Now that I am a bit more familiar with docker and the current selenium crawler, I will try to follow one of the tutorials to put the selenium crawler into the cloud.

SebastianZimmeck commented 1 year ago

Great write-up, @katehausladen! Could you add the Selenium Docker instruction to the readme (assuming that is how we are doing things)?

Jocelyn0830 commented 1 year ago

I modified the local-crawler code and docker-crawler code to work with our new analysis extension. Kate provided instructions on how to run them locally on port 4444 in the previous comment. I have been working on deploying the crawler script in the Google Cloud Run. I went through some setups in my Google Cloud Run, and I believe that we need to use Google Cloud Container Registry. I will provide detailed instructions for @SebastianZimmeck once I figure out everything.

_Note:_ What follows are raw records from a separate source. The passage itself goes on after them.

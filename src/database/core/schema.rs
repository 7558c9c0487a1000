//! Database schema management
//!
//! This module provides the schema definitions for the relational opacity
//! store. The file holds exactly three relations: `header`, `continuum` and
//! `molecular`. The schema version lives in `PRAGMA user_version` rather than
//! a meta table so that no extra relation is introduced.

use anyhow::{anyhow, Result};
use rusqlite::Connection;

/// Current schema version
/// Increment this when making breaking schema changes
pub const SCHEMA_VERSION: u32 = 1;

/// Names of the relations every opacity database must contain
pub const REQUIRED_TABLES: [&str; 3] = ["header", "continuum", "molecular"];

/// Schema definitions for all tables in the opacity database
pub struct SchemaDefinitions;

impl SchemaDefinitions {
    /// Global metadata: shared wavenumber grid and unit strings (single row)
    pub const HEADER_TABLE: &'static str = r#"
        CREATE TABLE IF NOT EXISTS header (
            id INTEGER PRIMARY KEY,
            pressure_unit TEXT,
            temperature_unit TEXT,
            wavenumber_grid BLOB,
            continuum_unit TEXT,
            molecular_unit TEXT
        );
    "#;

    /// Continuum opacity curves, one per (molecule, temperature)
    pub const CONTINUUM_TABLE: &'static str = r#"
        CREATE TABLE IF NOT EXISTS continuum (
            id INTEGER PRIMARY KEY,
            molecule TEXT,
            temperature REAL,
            opacity BLOB
        );
    "#;

    /// Molecular opacity curves, one per (molecule, pressure, temperature)
    pub const MOLECULAR_TABLE: &'static str = r#"
        CREATE TABLE IF NOT EXISTS molecular (
            id INTEGER PRIMARY KEY,
            ptid INTEGER,
            molecule TEXT,
            pressure REAL,
            temperature REAL,
            opacity BLOB
        );
    "#;

    pub const INDEXES: &'static [&'static str] = &[
        "CREATE INDEX IF NOT EXISTS idx_continuum_molecule_temperature ON continuum(molecule, temperature)",
        "CREATE INDEX IF NOT EXISTS idx_molecular_molecule_ptid ON molecular(molecule, ptid)",
    ];
}

/// Schema manager for the opacity database
///
/// Handles schema initialization, version checking, and resets.
pub struct SchemaManager<'a> {
    conn: &'a Connection,
}

impl<'a> SchemaManager<'a> {
    /// Create a new schema manager for the given connection
    pub fn new(conn: &'a Connection) -> Self {
        Self { conn }
    }

    /// Initialize the database schema
    ///
    /// Creates all tables and indexes if they don't exist and stamps the
    /// schema version.
    pub fn initialize(&self) -> Result<()> {
        self.conn
            .execute(SchemaDefinitions::HEADER_TABLE, [])
            .map_err(|e| anyhow!("Failed to create header table: {}", e))?;

        self.conn
            .execute(SchemaDefinitions::CONTINUUM_TABLE, [])
            .map_err(|e| anyhow!("Failed to create continuum table: {}", e))?;

        self.conn
            .execute(SchemaDefinitions::MOLECULAR_TABLE, [])
            .map_err(|e| anyhow!("Failed to create molecular table: {}", e))?;

        for index_sql in SchemaDefinitions::INDEXES {
            self.conn
                .execute(index_sql, [])
                .map_err(|e| anyhow!("Failed to create index: {}", e))?;
        }

        self.set_schema_version(SCHEMA_VERSION)?;

        Ok(())
    }

    /// Check the current schema status
    pub fn check_status(&self) -> Result<SchemaStatus> {
        let mut present = 0;
        for table in REQUIRED_TABLES {
            if self.table_exists(table)? {
                present += 1;
            }
        }

        if present == 0 {
            return Ok(SchemaStatus::NotInitialized);
        }
        if present < REQUIRED_TABLES.len() {
            return Ok(SchemaStatus::Corrupted);
        }

        // Files written by other tools carry no version stamp; accept them as-is
        let current_version = self.get_schema_version()?;
        if current_version == 0 || current_version == SCHEMA_VERSION {
            Ok(SchemaStatus::Current)
        } else if current_version < SCHEMA_VERSION {
            Ok(SchemaStatus::NeedsMigration {
                from: current_version,
                to: SCHEMA_VERSION,
            })
        } else {
            Ok(SchemaStatus::Incompatible {
                database_version: current_version,
                required_version: SCHEMA_VERSION,
            })
        }
    }

    /// Get the schema version stamped in the database (0 if never stamped)
    pub fn get_schema_version(&self) -> Result<u32> {
        self.conn
            .query_row("PRAGMA user_version", [], |row| row.get(0))
            .map_err(|e| anyhow!("Failed to read schema version: {}", e))
    }

    fn set_schema_version(&self, version: u32) -> Result<()> {
        // PRAGMA does not accept bound parameters
        self.conn
            .execute_batch(&format!("PRAGMA user_version = {}", version))
            .map_err(|e| anyhow!("Failed to set schema version: {}", e))
    }

    fn table_exists(&self, table: &str) -> Result<bool> {
        let exists: i32 = self
            .conn
            .query_row(
                "SELECT COUNT(*) FROM sqlite_master WHERE type='table' AND name=?1",
                [table],
                |row| row.get(0),
            )
            .map_err(|e| anyhow!("Failed to check table '{}': {}", table, e))?;
        Ok(exists > 0)
    }

    /// Reset the database by dropping all relations
    ///
    /// Indexes are dropped together with their tables.
    pub fn reset(&self) -> Result<()> {
        self.conn.execute("DROP TABLE IF EXISTS molecular", [])?;
        self.conn.execute("DROP TABLE IF EXISTS continuum", [])?;
        self.conn.execute("DROP TABLE IF EXISTS header", [])?;
        self.set_schema_version(0)?;

        Ok(())
    }
}

/// Status of the database schema
#[derive(Debug, Clone, PartialEq, Eq)]
pub enum SchemaStatus {
    /// Database is not initialized (fresh database)
    NotInitialized,

    /// Schema is current and valid
    Current,

    /// Schema needs migration from an older version
    NeedsMigration { from: u32, to: u32 },

    /// Database is from a newer version (incompatible)
    Incompatible {
        database_version: u32,
        required_version: u32,
    },

    /// Schema is corrupted (some relations missing)
    Corrupted,
}

impl std::fmt::Display for SchemaStatus {
    fn fmt(&self, f: &mut std::fmt::Formatter<'_>) -> std::fmt::Result {
        match self {
            SchemaStatus::NotInitialized => write!(f, "not initialized"),
            SchemaStatus::Current => write!(f, "current"),
            SchemaStatus::NeedsMigration { from, to } => {
                write!(f, "needs migration (v{} -> v{})", from, to)
            }
            SchemaStatus::Incompatible {
                database_version,
                required_version,
            } => write!(
                f,
                "incompatible (database v{}, required v{})",
                database_version, required_version
            ),
            SchemaStatus::Corrupted => write!(f, "corrupted"),
        }
    }
}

I have done below to set up the cloud crawler:

  1. Pull standalone Firefox image from docker. Configure it and push it to our Google Cloud Container Registry.
  2. Write a docker image for the crawler script in the format of Dockerfile. Test locally and make sure it works.

Remaining work:

  1. Push the crawler image to the Google Cloud Container Registry.
  2. Run the dockerfile in the cloud.
SebastianZimmeck commented 1 year ago

Great work @Jocelyn0830 and @katehausladen, once you figured out the whole setup let's include it in the readme (to the extent it is not already in there):

  1. Development Setup
  2. Deployment Setup
Jocelyn0830 commented 1 year ago

We have set up the Google Cloud MySQL and Container Registry using the lab google account. We pushed the selenium standalone firefox nightly image to our registry and successfully deployed it. We also deployed the rest api. Now when we run the crawler script locally, selenium is actually running in a cloud docker container. Our extension is installed in a headless browser in the docker selenium grid. The extension then ran and sent data to the cloud rest api. Kate found out that analysis results of only some sites listed on the sites.csv file were successfully stored in the Cloud MySQL database. It meant that we got the crawler working but we still need to check its performance. We may need to adjust some timeout settings in the crawler script and see if we can have a higher success rate.

SebastianZimmeck commented 1 year ago

Nice work, @Jocelyn0830 and @katehausladen!

Jocelyn0830 commented 1 year ago

At this stage, we have developed a cloud crawler. Closed.